*DIRECTIONS FOR THIS TASK*. Where a line in the records below includes "registered", pull that line out.

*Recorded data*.
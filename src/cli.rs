use clap::{Parser, Subcommand, ValueEnum};
use std::path::PathBuf;

#[derive(Debug, Clone, Copy, ValueEnum, PartialEq, Eq)]
pub enum OutputFormat {
    /// Human-readable colored report
    Terminal,
    /// Pretty-printed JSON
    Json,
}

#[derive(Parser, Debug)]
#[command(name = "causemap")]
#[command(about = "Change-event incident correlation and risk analyzer", long_about = None)]
#[command(version)]
pub struct Cli {
    #[command(subcommand)]
    pub command: Commands,
}

#[derive(Subcommand, Debug)]
pub enum Commands {
    /// Score change events against an incident and rank likely causes
    Analyze {
        /// Path to a JSON array of normalized change events
        #[arg(short, long)]
        events: PathBuf,

        /// Incident timestamp (RFC 3339, e.g. 2026-08-05T12:00:00Z)
        #[arg(long)]
        incident_at: String,

        /// Service the incident was reported against
        #[arg(long)]
        service: Option<String>,

        /// Environment the incident occurred in
        #[arg(long)]
        environment: Option<String>,

        /// Incident severity (critical, high, medium, low)
        #[arg(long)]
        severity: Option<String>,

        /// Free-text incident description
        #[arg(long)]
        description: Option<String>,

        /// Only consider events within this many hours before the incident
        #[arg(long, default_value = "24")]
        window_hours: i64,

        /// Output format
        #[arg(short, long, value_enum, default_value = "terminal")]
        format: OutputFormat,

        /// Output file (defaults to stdout)
        #[arg(short, long)]
        output: Option<PathBuf>,
    },

    /// Print the scoring methodology (factors, weights, buckets, thresholds)
    Methodology {
        /// Output format
        #[arg(short, long, value_enum, default_value = "json")]
        format: OutputFormat,

        /// Output file (defaults to stdout)
        #[arg(short, long)]
        output: Option<PathBuf>,
    },
}
//! Phone verification flow.
//!
//! Two steps: entering the phone number, then entering the OTP. Every
//! operation takes `&mut self` and returns the [`Command`]s the runtime has
//! to execute; nothing here touches the network or disk.

use std::str::FromStr;
use tracing::{debug, info, warn};

use super::commands::{Command, Screen};
use super::notifications::Notification;
use crate::domain::{OtpInput, PhoneField, PhoneNumber, Session};
use crate::infrastructure::api::ApiResult;

const REGISTER_FAILED: &str = "Failed to send OTP";
const REGISTER_UNREACHABLE: &str = "Server not reachable or API error!";
const VERIFY_FAILED: &str = "OTP verification failed";
const VERIFY_UNREACHABLE: &str = "Failed to verify OTP";
const RESEND_FAILED: &str = "Failed to resend OTP";
const MISSING_TOKEN: &str = "Login failed: no token returned";

pub const OTP_SENT: &str = "OTP sent successfully!";
pub const OTP_RESENT: &str = "OTP resent successfully!";
pub const OTP_VERIFIED: &str = "OTP verified successfully!";

#[derive(Debug, Clone, Copy, PartialEq, Eq)]
pub enum Step {
    EnteringPhone,
    EnteringOtp,
}

impl FromStr for Step {
    type Err = String;

    fn from_str(s: &str) -> Result<Self, Self::Err> {
        match s.trim().to_ascii_lowercase().as_str() {
            "phone" => Ok(Step::EnteringPhone),
            "otp" => Ok(Step::EnteringOtp),
            other => Err(format!("expected `phone` or `otp`, got `{}`", other)),
        }
    }
}

/// Which endpoint confirms the OTP.
#[derive(Debug, Clone, Copy, PartialEq, Eq)]
pub enum VerifyEndpoint {
    /// `/verify-otp`: a truthy status confirms the code. Signing in still
    /// needs a token; without one the flow stays on the OTP step.
    VerifyOtp,
    /// `/login`: a truthy status and a non-empty token, anything less is a
    /// failure.
    Login,
}

impl VerifyEndpoint {
    /// Whether a reply without a token counts as a failed verification.
    pub fn requires_token(self) -> bool {
        matches!(self, VerifyEndpoint::Login)
    }
}

impl FromStr for VerifyEndpoint {
    type Err = String;

    fn from_str(s: &str) -> Result<Self, Self::Err> {
        match s.trim().to_ascii_lowercase().as_str() {
            "verify-otp" | "verify_otp" => Ok(VerifyEndpoint::VerifyOtp),
            "login" => Ok(VerifyEndpoint::Login),
            other => Err(format!("expected `verify-otp` or `login`, got `{}`", other)),
        }
    }
}

/// Behaviour that differs between the two known deployments of this flow.
#[derive(Debug, Clone, Copy, PartialEq, Eq)]
pub struct FlowPolicy {
    pub initial_step: Step,
    pub verify_endpoint: VerifyEndpoint,
    pub clear_otp_on_back: bool,
}

impl Default for FlowPolicy {
    fn default() -> Self {
        Self {
            initial_step: Step::EnteringPhone,
            verify_endpoint: VerifyEndpoint::VerifyOtp,
            clear_otp_on_back: true,
        }
    }
}

/// The request currently in flight. Only one at a time.
#[derive(Debug, Clone, Copy, PartialEq, Eq)]
pub enum PendingRequest {
    Register,
    Verify,
    Resend,
}

#[derive(Debug, Clone)]
pub struct VerificationFlow {
    pub step: Step,
    pub phone_input: PhoneField,
    /// Set once registration succeeds; used by verify and resend.
    pub phone: Option<PhoneNumber>,
    pub otp: OtpInput,
    pub pending: Option<PendingRequest>,
    /// Inline error text.
    pub error: Option<String>,
    /// Inline confirmation text.
    pub info: Option<String>,
    pub policy: FlowPolicy,
}

impl Default for VerificationFlow {
    fn default() -> Self {
        Self::new(FlowPolicy::default())
    }
}

impl VerificationFlow {
    pub fn new(policy: FlowPolicy) -> Self {
        Self {
            step: policy.initial_step,
            phone_input: PhoneField::default(),
            phone: None,
            otp: OtpInput::default(),
            pending: None,
            error: None,
            info: None,
            policy,
        }
    }

    pub fn is_busy(&self) -> bool {
        self.pending.is_some()
    }

    // The phone field is locked while registration is in flight.
    pub fn input_phone_char(&mut self, c: char) {
        if !self.is_busy() {
            self.phone_input.push(c);
        }
    }

    pub fn backspace_phone(&mut self) {
        if !self.is_busy() {
            self.phone_input.backspace();
        }
    }

    pub fn paste_phone(&mut self, raw: &str) {
        if !self.is_busy() {
            self.phone_input.set(raw);
        }
    }

    // Likewise the code while it is being verified.
    pub fn input_otp_digit(&mut self, c: char) {
        if !self.is_busy() {
            self.otp.input(c);
        }
    }

    pub fn otp_backspace(&mut self) {
        if !self.is_busy() {
            self.otp.backspace();
        }
    }

    /// Validates the phone field and asks for an OTP.
    pub fn submit_phone(&mut self) -> Vec<Command> {
        if self.is_busy() || self.step != Step::EnteringPhone {
            return Vec::new();
        }

        let phone = match self.phone_input.to_phone() {
            Ok(phone) => phone,
            Err(e) => {
                self.error = Some(e.to_string());
                self.info = None;
                return Vec::new();
            }
        };

        self.error = None;
        self.info = None;
        self.pending = Some(PendingRequest::Register);
        info!(phone = %phone.masked(), "requesting OTP");
        vec![Command::Register { phone }]
    }

    pub fn on_register(&mut self, result: ApiResult) -> Vec<Command> {
        if !self.settle(PendingRequest::Register) {
            return Vec::new();
        }

        match result {
            Ok(reply) if reply.status => {
                self.phone = self.phone_input.to_phone().ok();
                self.step = Step::EnteringOtp;
                self.info = Some(OTP_SENT.to_string());
                info!("OTP sent, awaiting code");
                vec![Command::Notify(Notification::success(OTP_SENT))]
            }
            Ok(reply) => {
                let message = reply.message.unwrap_or_else(|| REGISTER_FAILED.to_string());
                self.fail(message, true)
            }
            Err(e) => self.fail(e.user_message(REGISTER_UNREACHABLE), true),
        }
    }

    /// Checks the six slots and submits the code.
    pub fn submit_otp(&mut self) -> Vec<Command> {
        if self.is_busy() || self.step != Step::EnteringOtp {
            return Vec::new();
        }

        let otp = match self.otp.code() {
            Ok(otp) => otp,
            Err(e) => {
                let message = e.to_string();
                self.error = Some(message.clone());
                return vec![Command::Notify(Notification::error(message))];
            }
        };

        let Some(phone) = self.phone.clone() else {
            let message = "Phone number missing, go back and request a new OTP".to_string();
            self.error = Some(message.clone());
            return vec![Command::Notify(Notification::error(message))];
        };

        self.error = None;
        self.pending = Some(PendingRequest::Verify);
        info!(phone = %phone.masked(), endpoint = ?self.policy.verify_endpoint, "verifying OTP");
        vec![Command::Verify {
            phone,
            otp,
            endpoint: self.policy.verify_endpoint,
        }]
    }

    pub fn on_verify(&mut self, result: ApiResult) -> Vec<Command> {
        if !self.settle(PendingRequest::Verify) {
            return Vec::new();
        }

        let reply = match result {
            Ok(reply) if reply.status => reply,
            Ok(reply) => {
                let message = reply.message.unwrap_or_else(|| VERIFY_FAILED.to_string());
                return self.fail(message, true);
            }
            Err(e) => return self.fail(e.user_message(VERIFY_UNREACHABLE), true),
        };

        let Some(token) = reply.token().map(str::to_string) else {
            if self.policy.verify_endpoint.requires_token() {
                return self.fail(MISSING_TOKEN.to_string(), true);
            }
            // confirmed, but there is nothing to sign in with
            self.error = None;
            self.info = Some(OTP_VERIFIED.to_string());
            info!("OTP confirmed without a token, staying signed out");
            return vec![Command::Notify(Notification::success(OTP_VERIFIED))];
        };

        let Some(phone) = self.phone.clone() else {
            warn!("verification succeeded without a registered phone");
            return Vec::new();
        };

        let session = Session {
            token,
            phone,
            user_payload: reply.user_payload(),
        };
        self.error = None;
        info!(phone = %session.phone.masked(), "verified");
        vec![
            Command::Notify(Notification::success(OTP_VERIFIED)),
            Command::PersistSession(session),
            Command::Navigate(Screen::Home),
        ]
    }

    /// Requests a fresh OTP for the registered phone.
    pub fn resend(&mut self) -> Vec<Command> {
        if self.is_busy() {
            return Vec::new();
        }
        let Some(phone) = self.phone.clone() else {
            return Vec::new();
        };

        self.pending = Some(PendingRequest::Resend);
        debug!(phone = %phone.masked(), "resending OTP");
        vec![Command::Resend { phone }]
    }

    pub fn on_resend(&mut self, result: ApiResult) -> Vec<Command> {
        if !self.settle(PendingRequest::Resend) {
            return Vec::new();
        }

        match result {
            Ok(reply) if reply.status => {
                self.otp.clear();
                self.error = None;
                self.info = Some(OTP_RESENT.to_string());
                vec![Command::Notify(Notification::success(OTP_RESENT))]
            }
            Ok(reply) => {
                let message = reply.message.unwrap_or_else(|| RESEND_FAILED.to_string());
                self.fail(message, true)
            }
            Err(e) => self.fail(e.user_message(RESEND_FAILED), true),
        }
    }

    /// Returns to the phone step. A pending request still settles normally.
    pub fn back(&mut self) {
        if self.step != Step::EnteringOtp {
            return;
        }
        self.step = Step::EnteringPhone;
        self.error = None;
        self.info = None;
        if self.policy.clear_otp_on_back {
            self.otp.clear();
        }
    }

    /// Forgets everything, as on logout.
    pub fn reset(&mut self) {
        *self = Self::new(self.policy);
    }

    fn settle(&mut self, expected: PendingRequest) -> bool {
        if self.pending == Some(expected) {
            self.pending = None;
            true
        } else {
            warn!(?expected, pending = ?self.pending, "ignoring stale response");
            false
        }
    }

    fn fail(&mut self, message: String, notify: bool) -> Vec<Command> {
        warn!(%message, step = ?self.step, "verification flow error");
        self.error = Some(message.clone());
        self.info = None;
        if notify {
            vec![Command::Notify(Notification::error(message))]
        } else {
            Vec::new()
        }
    }
}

*REPLY TO THE TASK*.
            warn!("verification succeeded without a registered phone");
    /// Requests a fresh OTP for the registered phone.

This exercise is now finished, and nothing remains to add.